Côte d’Ivoire : Quand le gouvernement travaille à une transition politique

C’est pratiquement à pas de tortue que les préparatifs des élections présidentielles d’octobre prochain sont entamés. L’enrôlement pour les cartes nationales d’identité sont quasiment dans l’impasse, et le fichier électoral, dont la révision est annoncée, ne s’émeut point. Au niveau de la Commission électorale indépendante (CEI), les acteurs clés n’ont pas encore trouvé la bonne cadence nécessaire et l’opposition significative dont le PDCI- RDA- et les partis regroupés au sein de Eds refusent de siéger dans une Commission électorale indépendante qu’ils disent inféodée au parti au pouvoir.

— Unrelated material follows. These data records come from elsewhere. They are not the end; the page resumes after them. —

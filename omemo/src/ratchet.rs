// This Source Code Form is subject to the terms of the Mozilla Public
// License, v. 2.0. If a copy of the MPL was not distributed with this
// file, You can obtain one at http://mozilla.org/MPL/2.0/.

//! The Double Ratchet.
//!
//! A DH ratchet advances the root key whenever the remote party shows a new
//! ratchet key; a symmetric chain ratchet derives one message key per
//! message. Skipped message keys are retained (bounded) so out-of-order
//! messages still decrypt, and are consumed on use so replays do not.

use hkdf::Hkdf;
use hmac::{Hmac, Mac};
use rand::rngs::OsRng;
use sha2::Sha256;
use std::collections::HashMap;
use x25519_dalek::{PublicKey, StaticSecret};

use crate::aead;
use crate::error::Error;
use crate::keys::KEY_LEN;

/// How many message keys a receiving chain may skip over, and how many
/// skipped keys are retained in total.
pub const MAX_SKIP: u32 = 1000;

/// Serialized ratchet header length: ratchet key, N, PN.
pub const HEADER_LEN: usize = KEY_LEN + 4 + 4;

const ROOT_INFO: &[u8] = b"OMEMO Root Chain";

type ChainKey = [u8; KEY_LEN];
type MessageKey = [u8; KEY_LEN];

/// The per-message ratchet header.
#[derive(Debug, Clone, Copy, PartialEq, Eq)]
pub struct Header {
    /// The sender's current ratchet public key.
    pub dh: [u8; KEY_LEN],
    /// The position of this message in the sending chain.
    pub n: u32,
    /// The length of the previous sending chain.
    pub pn: u32,
}

impl Header {
    /// Serializes the header into its 40-byte wire form.
    pub fn encode(&self) -> [u8; HEADER_LEN] {
        let mut out = [0u8; HEADER_LEN];
        out[..KEY_LEN].copy_from_slice(&self.dh);
        out[KEY_LEN..KEY_LEN + 4].copy_from_slice(&self.n.to_be_bytes());
        out[KEY_LEN + 4..].copy_from_slice(&self.pn.to_be_bytes());
        out
    }

    /// Parses the 40-byte wire form.
    pub fn decode(bytes: &[u8]) -> Result<Header, Error> {
        if bytes.len() < HEADER_LEN {
            return Err(Error::InvalidMessage);
        }
        let mut dh = [0u8; KEY_LEN];
        dh.copy_from_slice(&bytes[..KEY_LEN]);
        let n = u32::from_be_bytes(bytes[KEY_LEN..KEY_LEN + 4].try_into().unwrap());
        let pn = u32::from_be_bytes(bytes[KEY_LEN + 4..HEADER_LEN].try_into().unwrap());
        Ok(Header { dh, n, pn })
    }
}

fn kdf_rk(rk: &[u8; KEY_LEN], dh_out: &[u8]) -> ([u8; KEY_LEN], ChainKey) {
    let hkdf = Hkdf::<Sha256>::new(Some(rk), dh_out);
    let mut okm = [0u8; KEY_LEN * 2];
    hkdf.expand(ROOT_INFO, &mut okm)
        .expect("64 bytes is a valid HKDF output length");
    let mut new_rk = [0u8; KEY_LEN];
    let mut ck = [0u8; KEY_LEN];
    new_rk.copy_from_slice(&okm[..KEY_LEN]);
    ck.copy_from_slice(&okm[KEY_LEN..]);
    (new_rk, ck)
}

fn kdf_ck(ck: &ChainKey) -> (MessageKey, ChainKey) {
    let hmac = |byte: u8| {
        let mut mac = Hmac::<Sha256>::new_from_slice(ck)
            .expect("HMAC accepts a 32-byte key");
        mac.update(&[byte]);
        let mut out = [0u8; KEY_LEN];
        out.copy_from_slice(&mac.finalize().into_bytes());
        out
    };
    (hmac(0x01), hmac(0x02))
}

// The per-message ciphertext carries its nonce up front.
fn seal(mk: &MessageKey, plaintext: &[u8]) -> Vec<u8> {
    let (nonce, ciphertext) = aead::encrypt(mk, plaintext);
    let mut out = Vec::with_capacity(aead::NONCE_LEN + ciphertext.len());
    out.extend_from_slice(&nonce);
    out.extend_from_slice(&ciphertext);
    out
}

fn open(mk: &MessageKey, body: &[u8]) -> Result<Vec<u8>, Error> {
    if body.len() < aead::NONCE_LEN + aead::TAG_LEN {
        return Err(Error::InvalidMessage);
    }
    let mut nonce = [0u8; aead::NONCE_LEN];
    nonce.copy_from_slice(&body[..aead::NONCE_LEN]);
    aead::decrypt(mk, &nonce, &body[aead::NONCE_LEN..])
}

/// The mutable state of one Double Ratchet session.
pub struct RatchetState {
    pub(crate) dhs: StaticSecret,
    pub(crate) dhr: Option<[u8; KEY_LEN]>,
    pub(crate) rk: [u8; KEY_LEN],
    pub(crate) cks: Option<ChainKey>,
    pub(crate) ckr: Option<ChainKey>,
    pub(crate) ns: u32,
    pub(crate) nr: u32,
    pub(crate) pn: u32,
    pub(crate) skipped: HashMap<([u8; KEY_LEN], u32), MessageKey>,
}

impl std::fmt::Debug for RatchetState {
    fn fmt(&self, fmt: &mut std::fmt::Formatter) -> std::fmt::Result {
        fmt.debug_struct("RatchetState")
            .field("ns", &self.ns)
            .field("nr", &self.nr)
            .field("pn", &self.pn)
            .field("skipped", &self.skipped.len())
            .finish()
    }
}

impl PartialEq for RatchetState {
    fn eq(&self, other: &RatchetState) -> bool {
        self.dhs.to_bytes() == other.dhs.to_bytes()
            && self.dhr == other.dhr
            && self.rk == other.rk
            && self.cks == other.cks
            && self.ckr == other.ckr
            && self.ns == other.ns
            && self.nr == other.nr
            && self.pn == other.pn
            && self.skipped == other.skipped
    }
}

impl Eq for RatchetState {}

impl Clone for RatchetState {
    fn clone(&self) -> RatchetState {
        RatchetState {
            dhs: StaticSecret::from(self.dhs.to_bytes()),
            dhr: self.dhr,
            rk: self.rk,
            cks: self.cks,
            ckr: self.ckr,
            ns: self.ns,
            nr: self.nr,
            pn: self.pn,
            skipped: self.skipped.clone(),
        }
    }
}

impl RatchetState {
    /// Initializes the initiator ("Alice") side from the X3DH secret and the
    /// responder's signed pre-key.
    pub fn initiator(shared_key: [u8; KEY_LEN], their_spk: [u8; KEY_LEN]) -> RatchetState {
        let dhs = StaticSecret::random_from_rng(OsRng);
        let dh_out = dhs.diffie_hellman(&PublicKey::from(their_spk));
        let (rk, cks) = kdf_rk(&shared_key, dh_out.as_bytes());
        RatchetState {
            dhs,
            dhr: Some(their_spk),
            rk,
            cks: Some(cks),
            ckr: None,
            ns: 0,
            nr: 0,
            pn: 0,
            skipped: HashMap::new(),
        }
    }

    /// Initializes the responder ("Bob") side from the X3DH secret and the
    /// private half of the signed pre-key the initiator used.
    pub fn responder(shared_key: [u8; KEY_LEN], spk: StaticSecret) -> RatchetState {
        RatchetState {
            dhs: spk,
            dhr: None,
            rk: shared_key,
            cks: None,
            ckr: None,
            ns: 0,
            nr: 0,
            pn: 0,
            skipped: HashMap::new(),
        }
    }

    /// Ratchet-encrypts a payload, returning `header || nonce || ciphertext`.
    pub fn encrypt(&mut self, plaintext: &[u8]) -> Result<Vec<u8>, Error> {
        let cks = self.cks.as_ref().ok_or(Error::InvalidMessage)?;
        let (mk, next) = kdf_ck(cks);
        self.cks = Some(next);
        let header = Header {
            dh: PublicKey::from(&self.dhs).to_bytes(),
            n: self.ns,
            pn: self.pn,
        };
        self.ns += 1;
        let mut out = Vec::new();
        out.extend_from_slice(&header.encode());
        out.extend_from_slice(&seal(&mk, plaintext));
        Ok(out)
    }

    /// Ratchet-decrypts a message produced by [`RatchetState::encrypt`].
    pub fn decrypt(&mut self, message: &[u8]) -> Result<Vec<u8>, Error> {
        let header = Header::decode(message)?;
        let body = &message[HEADER_LEN..];

        // A message from a chain we already passed: its key was retained
        // when we skipped over it, and is consumed now.
        if let Some(mk) = self.skipped.remove(&(header.dh, header.n)) {
            return open(&mk, body);
        }

        if Some(header.dh) != self.dhr {
            self.skip_message_keys(header.pn)?;
            self.dh_ratchet(&header);
        } else if header.n < self.nr {
            // Same chain, position already consumed, no skipped key left.
            return Err(Error::DuplicateMessage);
        }

        self.skip_message_keys(header.n)?;
        let ckr = self.ckr.as_ref().ok_or(Error::InvalidMessage)?;
        let (mk, next) = kdf_ck(ckr);
        self.ckr = Some(next);
        self.nr += 1;
        open(&mk, body)
    }

    // Derives and retains the message keys of the current receiving chain up
    // to (excluding) `until`. The bound is checked before any state changes,
    // so a refused skip leaves the ratchet untouched.
    fn skip_message_keys(&mut self, until: u32) -> Result<(), Error> {
        if self.nr >= until {
            return Ok(());
        }
        if until > self.nr + MAX_SKIP {
            return Err(Error::SkippedKeyLimit);
        }
        if self.skipped.len() + (until - self.nr) as usize > MAX_SKIP as usize {
            return Err(Error::SkippedKeyLimit);
        }
        if let (Some(mut ckr), Some(dhr)) = (self.ckr, self.dhr) {
            while self.nr < until {
                let (mk, next) = kdf_ck(&ckr);
                ckr = next;
                self.skipped.insert((dhr, self.nr), mk);
                self.nr += 1;
            }
            self.ckr = Some(ckr);
        }
        Ok(())
    }

    fn dh_ratchet(&mut self, header: &Header) {
        self.pn = self.ns;
        self.ns = 0;
        self.nr = 0;
        self.dhr = Some(header.dh);
        let dh_out = self.dhs.diffie_hellman(&PublicKey::from(header.dh));
        let (rk, ckr) = kdf_rk(&self.rk, dh_out.as_bytes());
        self.rk = rk;
        self.ckr = Some(ckr);
        self.dhs = StaticSecret::random_from_rng(OsRng);
        let dh_out = self.dhs.diffie_hellman(&PublicKey::from(header.dh));
        let (rk, cks) = kdf_rk(&self.rk, dh_out.as_bytes());
        self.rk = rk;
        self.cks = Some(cks);
    }
}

A y voir de près, on assiste à un blocage qui ne dit pas son nom. Le constat, tel que décrit par des personnalités proches de la Communauté internationale, est que la tenue des délais est incertaine. Quand malheureusement des observateurs très avertis de la scène politique ivoirienne avancent, sans prendre de gants, que le gouvernement ivoirien fait preuve d’un manque de volonté politique. Alors, le citoyen libre se pose beaucoup de questions. Pour eux, si le gouvernement décide de tout apprêter pour les élections à venir, il le réussira.

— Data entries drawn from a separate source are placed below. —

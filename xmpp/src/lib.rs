// This Source Code Form is subject to the terms of the Mozilla Public
// License, v. 2.0. If a copy of the MPL was not distributed with this
// file, You can obtain one at http://mozilla.org/MPL/2.0/.

//! XMPP session runtime with asynchronous I/O using Tokio.
//!
//! The pieces compose bottom-up: a [`codec::XmppCodec`] frames the byte
//! transport into packets, an [`stream::XmppStream`] speaks the stream
//! protocol over it, the [`negotiator`] drives stream features (STARTTLS,
//! SASL, resource binding) to their terminal state, and the resulting
//! [`session::Session`] routes stanzas through a [`mux::Mux`] to handlers
//! and [`plugin`]s.

#![deny(unsafe_code, bare_trait_objects)]

mod codec;
pub use crate::codec::{Packet, XmppCodec};

mod error;
pub use crate::error::{AuthError, Error, ProtocolError};

pub mod auth;
pub mod component;
pub mod mux;
pub mod negotiator;
pub mod plugin;
pub mod session;
pub mod store;
#[cfg(feature = "tls-rust")]
pub mod starttls;
pub mod stream;
pub mod transport;

// Re-exports
pub use minidom::Element;
pub use quill_jid::{BareJid, FullJid, Jid};
pub use quill_stanzas as stanzas;
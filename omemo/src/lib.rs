// This Source Code Form is subject to the terms of the Mozilla Public
// License, v. 2.0. If a copy of the MPL was not distributed with this
// file, You can obtain one at http://mozilla.org/MPL/2.0/.

//! OMEMO end-to-end encryption core.
//!
//! This crate implements the cryptographic heart of OMEMO: X3DH key
//! agreement over published bundles, Double Ratchet sessions, AES-256-GCM
//! payload encryption and the multi-recipient envelope that wraps one
//! message key per device. It is wire-format agnostic: the XMPP layer maps
//! [`manager::EncryptedMessage`] to and from its XML carrier.
//!
//! Entry point is [`manager::Manager`], one per device, backed by a
//! [`store::Store`] implementation.

#![deny(unsafe_code, bare_trait_objects)]

pub mod address;
pub mod aead;
pub mod bundle;
mod error;
pub mod keys;
pub mod manager;
pub mod ratchet;
pub mod session;
pub mod store;
pub mod x3dh;

pub use crate::address::Address;
pub use crate::bundle::{Bundle, PreKey};
pub use crate::error::{Error, StoreError};
pub use crate::keys::IdentityKeyPair;
pub use crate::manager::{EncryptedKey, EncryptedMessage, Manager, PreKeyExchange};
pub use crate::session::Session;
pub use crate::store::{MemoryStore, Store};
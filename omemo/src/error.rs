// This Source Code Form is subject to the terms of the Mozilla Public
// License, v. 2.0. If a copy of the MPL was not distributed with this
// file, You can obtain one at http://mozilla.org/MPL/2.0/.

use thiserror::Error;

/// Errors the encryption core can signal.
///
/// Cryptographic failures are terminal for the message concerned: the caller
/// must drop the message, never retry the operation with the same state.
#[derive(Debug, Error, PartialEq, Eq)]
pub enum Error {
    /// A signature did not verify against the signer's identity key.
    #[error("invalid signature")]
    InvalidSignature,

    /// Key material had the wrong length.
    #[error("invalid key length")]
    InvalidKeyLength,

    /// The message is malformed, not addressed to this device, or failed
    /// authenticated decryption.
    #[error("invalid message")]
    InvalidMessage,

    /// The message was already decrypted once; its key has been consumed.
    #[error("duplicate message")]
    DuplicateMessage,

    /// Decrypting this message would require skipping more message keys than
    /// the ratchet retains.
    #[error("skipped message key limit exceeded")]
    SkippedKeyLimit,

    /// The sender's identity key does not match the one persisted for this
    /// address.
    #[error("untrusted identity for {0}")]
    UntrustedIdentity(String),

    /// No session exists for this address and no bundle is cached to create
    /// one.
    #[error("no session with {0}")]
    NoSession(String),

    /// A store operation failed.
    #[error("storage error: {0}")]
    Store(#[from] StoreError),
}

/// Errors of the persistence contract.
#[derive(Debug, Error, PartialEq, Eq)]
pub enum StoreError {
    /// The record does not exist.
    #[error("not found")]
    NotFound,

    /// A record with this key already exists.
    #[error("already exists")]
    AlreadyExists,

    /// The caller is not allowed to touch this record.
    #[error("authentication failed")]
    AuthFailed,

    /// The backend failed.
    #[error("backend error: {0}")]
    Backend(String),
}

Mais sa lenteur actuelle dans la gestion de son cahier des charges, justement, dans le cadre desdites élections, ne s’explique pas, et laisse pantois ceux qui veulent bien y accorder leur latin. Ce sont là des signes bien patents que ces élections ne s’organiseront pas selon les clauses constitutionnelles, c’est à dire le 31 Octobre prochain.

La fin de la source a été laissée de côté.